Stored entries
•••••
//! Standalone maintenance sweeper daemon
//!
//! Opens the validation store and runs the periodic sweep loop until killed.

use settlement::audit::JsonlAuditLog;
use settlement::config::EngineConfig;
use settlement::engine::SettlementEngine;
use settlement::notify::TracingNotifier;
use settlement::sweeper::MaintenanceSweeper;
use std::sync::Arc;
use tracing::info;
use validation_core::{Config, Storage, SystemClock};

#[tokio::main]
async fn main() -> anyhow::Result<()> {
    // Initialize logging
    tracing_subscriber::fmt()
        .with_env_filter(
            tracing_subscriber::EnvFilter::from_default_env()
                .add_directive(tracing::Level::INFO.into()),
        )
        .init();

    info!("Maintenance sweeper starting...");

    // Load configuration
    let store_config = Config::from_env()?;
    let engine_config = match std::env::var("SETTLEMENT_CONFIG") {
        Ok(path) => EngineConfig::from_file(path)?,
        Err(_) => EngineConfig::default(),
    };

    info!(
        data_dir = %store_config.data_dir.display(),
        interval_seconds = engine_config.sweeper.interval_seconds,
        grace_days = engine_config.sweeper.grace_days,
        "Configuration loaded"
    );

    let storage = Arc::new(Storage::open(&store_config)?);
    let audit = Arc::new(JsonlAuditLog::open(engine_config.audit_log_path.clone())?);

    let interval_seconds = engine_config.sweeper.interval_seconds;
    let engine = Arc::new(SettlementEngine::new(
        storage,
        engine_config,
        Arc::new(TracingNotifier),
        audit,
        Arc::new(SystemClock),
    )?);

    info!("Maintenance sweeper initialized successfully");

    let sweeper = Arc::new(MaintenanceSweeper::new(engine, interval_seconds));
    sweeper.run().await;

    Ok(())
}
•••••
#### What is being asked
The word "SettlementEngine" may turn up on some lines of these records; say how many, with no other words.

#### Output
2